LACERS BOARD UPDATE: LACERS Reports Its Earnings in Private Equity


Michael Wilkinson, LACERS/Legal Representative

By Michael R. Wilkinson
LACERS/Legal Representative

LACERS provides your pension and health benefits in large part by returns from investments, while a lesser amount is from contributions from active members and the City.

Since there is no one “all weather” investment that combines all we need, the LACERS Board and investment staff invest in a mix of investments from super-safe US Treasury securities that pay very low returns, to high-returning assets such as private equity and real estate that are also higher risk. By using a mix, we aim to get a reasonable return on our investment without taking a dangerous level of risk.

This month we will look at our quarterly report of one of the highest paying asset classes, private equity, for the period ending Dec. 31, 2019. A few years ago, the LACERS Board reviewed and made changes to its asset allocation, increasing the share of private equity to 14 percent of all the plan assets. This is our new target and we currently have an 11.2 percent exposure.

We invest in private equity because it has the promise of high long-term returns. However, the challenges include high volatility (the investments can go down as well as up) and a lack of liquidity. That means that we make investments that may have a life span of 10 to 12 years from the first investments until the fund is finished and all the money is paid out. For the most part you cannot get out of an investment early if results are disappointing.

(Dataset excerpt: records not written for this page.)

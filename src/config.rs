//! TOML configuration.

use std::{path::Path, time::Duration};

use alloy::primitives::Address;
use serde::Deserialize;
use thiserror::Error;
use tracing::Level;
use url::Url;

use crate::{chain, dispatch::RetryPolicy, scan::ScanConfig};

#[derive(Debug, Error)]
pub enum ConfigError {
    #[error("failed to read config file: {0}")]
    Io(#[from] std::io::Error),
    #[error("failed to parse config file: {0}")]
    Toml(#[from] toml::de::Error),
    #[error("chain.max_range_per_scan must be at least 1")]
    ZeroMaxRange,
    #[error("dispatch.concurrency must be at least 1")]
    ZeroConcurrency,
    #[error("dispatch.max_retry_attempts must be at least 1")]
    ZeroMaxAttempts,
}

#[derive(Debug, Clone, Deserialize)]
pub struct Config {
    /// SQLite database holding the checkpoint and the dispatch ledger.
    pub database_url: String,
    pub log_level: Option<LogLevel>,
    pub chain: ChainConfig,
    pub agent: AgentConfig,
    #[serde(default)]
    pub dispatch: DispatchConfig,
}

#[derive(Debug, Clone, Deserialize)]
pub struct ChainConfig {
    pub rpc_url: Url,
    pub chain_id: u64,
    /// Keeper contract emitting `RebalanceRequested`.
    pub keeper: Address,
    /// How far behind the head to seed the checkpoint on first run.
    #[serde(default = "default_lookback_blocks")]
    pub lookback_blocks: u64,
    /// Provider cap on blocks per `eth_getLogs` call.
    #[serde(default = "default_max_range_per_scan")]
    pub max_range_per_scan: u64,
    #[serde(default = "default_call_timeout_secs")]
    pub call_timeout_secs: u64,
    #[serde(default = "default_rpc_max_retries")]
    pub rpc_max_retries: usize,
}

#[derive(Debug, Clone, Deserialize)]
pub struct AgentConfig {
    /// Base URL of the agent runtime API.
    pub endpoint: Url,
    pub agent_id: String,
    pub agent_alias_id: String,
    /// Covers one invocation including the streamed response body.
    #[serde(default = "default_invoke_timeout_secs")]
    pub invoke_timeout_secs: u64,
}

#[derive(Debug, Clone, Deserialize)]
#[serde(default)]
pub struct DispatchConfig {
    pub max_retry_attempts: u32,
    pub concurrency: usize,
    pub retry_min_delay_ms: u64,
    pub retry_max_delay_ms: u64,
    /// A non-terminal claim older than this is considered abandoned.
    pub claim_timeout_secs: u64,
    pub pass_deadline_secs: u64,
    pub poll_interval_secs: u64,
}

impl Default for DispatchConfig {
    fn default() -> Self {
        Self {
            max_retry_attempts: 5,
            concurrency: 4,
            retry_min_delay_ms: 500,
            retry_max_delay_ms: 30_000,
            claim_timeout_secs: 300,
            pass_deadline_secs: 270,
            poll_interval_secs: 30,
        }
    }
}

fn default_lookback_blocks() -> u64 {
    100
}

fn default_max_range_per_scan() -> u64 {
    2_000
}

fn default_call_timeout_secs() -> u64 {
    chain::DEFAULT_CALL_TIMEOUT.as_secs()
}

fn default_rpc_max_retries() -> usize {
    chain::DEFAULT_MAX_RETRIES
}

fn default_invoke_timeout_secs() -> u64 {
    180
}

impl Config {
    pub fn load(path: &Path) -> Result<Self, ConfigError> {
        let raw = std::fs::read_to_string(path)?;
        let config: Self = toml::from_str(&raw)?;
        config.validate()?;
        Ok(config)
    }

    fn validate(&self) -> Result<(), ConfigError> {
        if self.chain.max_range_per_scan == 0 {
            return Err(ConfigError::ZeroMaxRange);
        }
        if self.dispatch.concurrency == 0 {
            return Err(ConfigError::ZeroConcurrency);
        }
        if self.dispatch.max_retry_attempts == 0 {
            return Err(ConfigError::ZeroMaxAttempts);
        }
        Ok(())
    }

    #[must_use]
    pub fn call_timeout(&self) -> Duration {
        Duration::from_secs(self.chain.call_timeout_secs)
    }

    #[must_use]
    pub fn invoke_timeout(&self) -> Duration {
        Duration::from_secs(self.agent.invoke_timeout_secs)
    }

    #[must_use]
    pub fn claim_timeout(&self) -> Duration {
        Duration::from_secs(self.dispatch.claim_timeout_secs)
    }

    #[must_use]
    pub fn retry_policy(&self) -> RetryPolicy {
        RetryPolicy::new(
            self.dispatch.max_retry_attempts,
            Duration::from_millis(self.dispatch.retry_min_delay_ms),
            Duration::from_millis(self.dispatch.retry_max_delay_ms),
        )
    }

    #[must_use]
    pub fn scan_config(&self) -> ScanConfig {
        ScanConfig {
            chain_id: self.chain.chain_id,
            lookback_blocks: self.chain.lookback_blocks,
            max_range_per_scan: self.chain.max_range_per_scan,
            dispatch_concurrency: self.dispatch.concurrency,
            pass_deadline: Duration::from_secs(self.dispatch.pass_deadline_secs),
            poll_interval: Duration::from_secs(self.dispatch.poll_interval_secs),
        }
    }
}

#[derive(Debug, Clone, Copy, PartialEq, Eq, Deserialize)]
#[serde(rename_all = "lowercase")]
pub enum LogLevel {
    Trace,
    Debug,
    Info,
    Warn,
    Error,
}

impl From<LogLevel> for Level {
    fn from(level: LogLevel) -> Self {
        match level {
            LogLevel::Trace => Level::TRACE,
            LogLevel::Debug => Level::DEBUG,
            LogLevel::Info => Level::INFO,
            LogLevel::Warn => Level::WARN,
            LogLevel::Error => Level::ERROR,
        }
    }
}

#[cfg(test)]
mod tests {
    use super::*;

    const MINIMAL: &str = r#"
        database_url = "sqlite://bridge.db"

        [chain]
        rpc_url = "wss://eth.example/ws"
        chain_id = 1
        keeper = "0x5e5e5e5e5e5e5e5e5e5e5e5e5e5e5e5e5e5e5e5e"

        [agent]
        endpoint = "https://agent-runtime.example"
        agent_id = "AGENT1"
        agent_alias_id = "ALIAS1"
    "#;

    #[test]
    fn minimal_config_fills_defaults() {
        let config: Config = toml::from_str(MINIMAL).unwrap();

        assert_eq!(config.chain.lookback_blocks, 100);
        assert_eq!(config.chain.max_range_per_scan, 2_000);
        assert_eq!(config.dispatch.max_retry_attempts, 5);
        assert_eq!(config.dispatch.concurrency, 4);
        assert_eq!(config.dispatch.claim_timeout_secs, 300);
        assert!(config.log_level.is_none());
        config.validate().unwrap();
    }

    #[test]
    fn full_config_overrides_defaults() {
        let raw = r#"
            database_url = "sqlite://bridge.db"
            log_level = "debug"

            [chain]
            rpc_url = "wss://eth.example/ws"
            chain_id = 8453
            keeper = "0x5e5e5e5e5e5e5e5e5e5e5e5e5e5e5e5e5e5e5e5e"
            lookback_blocks = 50
            max_range_per_scan = 500

            [agent]
            endpoint = "https://agent-runtime.example"
            agent_id = "AGENT1"
            agent_alias_id = "ALIAS1"
            invoke_timeout_secs = 60

            [dispatch]
            max_retry_attempts = 3
            concurrency = 2
            retry_min_delay_ms = 100
            retry_max_delay_ms = 1000
            claim_timeout_secs = 120
            pass_deadline_secs = 100
            poll_interval_secs = 10
        "#;

        let config: Config = toml::from_str(raw).unwrap();

        assert_eq!(config.log_level, Some(LogLevel::Debug));
        assert_eq!(config.chain.chain_id, 8453);
        assert_eq!(config.chain.max_range_per_scan, 500);
        assert_eq!(config.invoke_timeout(), Duration::from_secs(60));
        assert_eq!(config.claim_timeout(), Duration::from_secs(120));
        assert_eq!(config.scan_config().dispatch_concurrency, 2);
    }

    #[test]
    fn zero_max_range_is_rejected() {
        let raw = MINIMAL.replace(
            "chain_id = 1",
            "chain_id = 1\n        max_range_per_scan = 0",
        );
        let config: Config = toml::from_str(&raw).unwrap();

        assert!(matches!(
            config.validate(),
            Err(ConfigError::ZeroMaxRange)
        ));
    }

    #[test]
    fn missing_keeper_is_a_parse_error() {
        let raw = MINIMAL.replace(
            "keeper = \"0x5e5e5e5e5e5e5e5e5e5e5e5e5e5e5e5e5e5e5e5e\"",
            "",
        );

        assert!(toml::from_str::<Config>(&raw).is_err());
    }
}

A successful private equity plan makes regular investments every year since we never know in advance which years will be great for investments and which will be terrible. In addition, we diversify over investment type and geography.

Interestingly, looking back, the highest-performing years are for investments made when the investment world is in chaos, and the lowest for investments made when everything seems to be going great, but then of course, prices are very high.

An added bonus for a mature private equity plan (meaning it has been around for several years) such as ours is that it has been cash-flow-positive, meaning it has paid out more in distributions than we have paid in for investment, during most of the past 10 years.

The private equity program returned (internal rate of return, IRR) the following: 12 percent for 1 year; 12.9 percent for 3 years; 10.8 percent for 5 years; 12.5 percent for 10 years; 11.3 percent for 20 years; and 11.2 percent since inception (1995). The 20-year returns beat the benchmark of the Russell 3000 stock index plus 3 percent, while the other time periods lagged the benchmark. This is not unusual; since the stock market was having a bull market it was difficult for private equity funds to match the performance. The Russell 3000 is a broad market index that matches investments in all US stocks.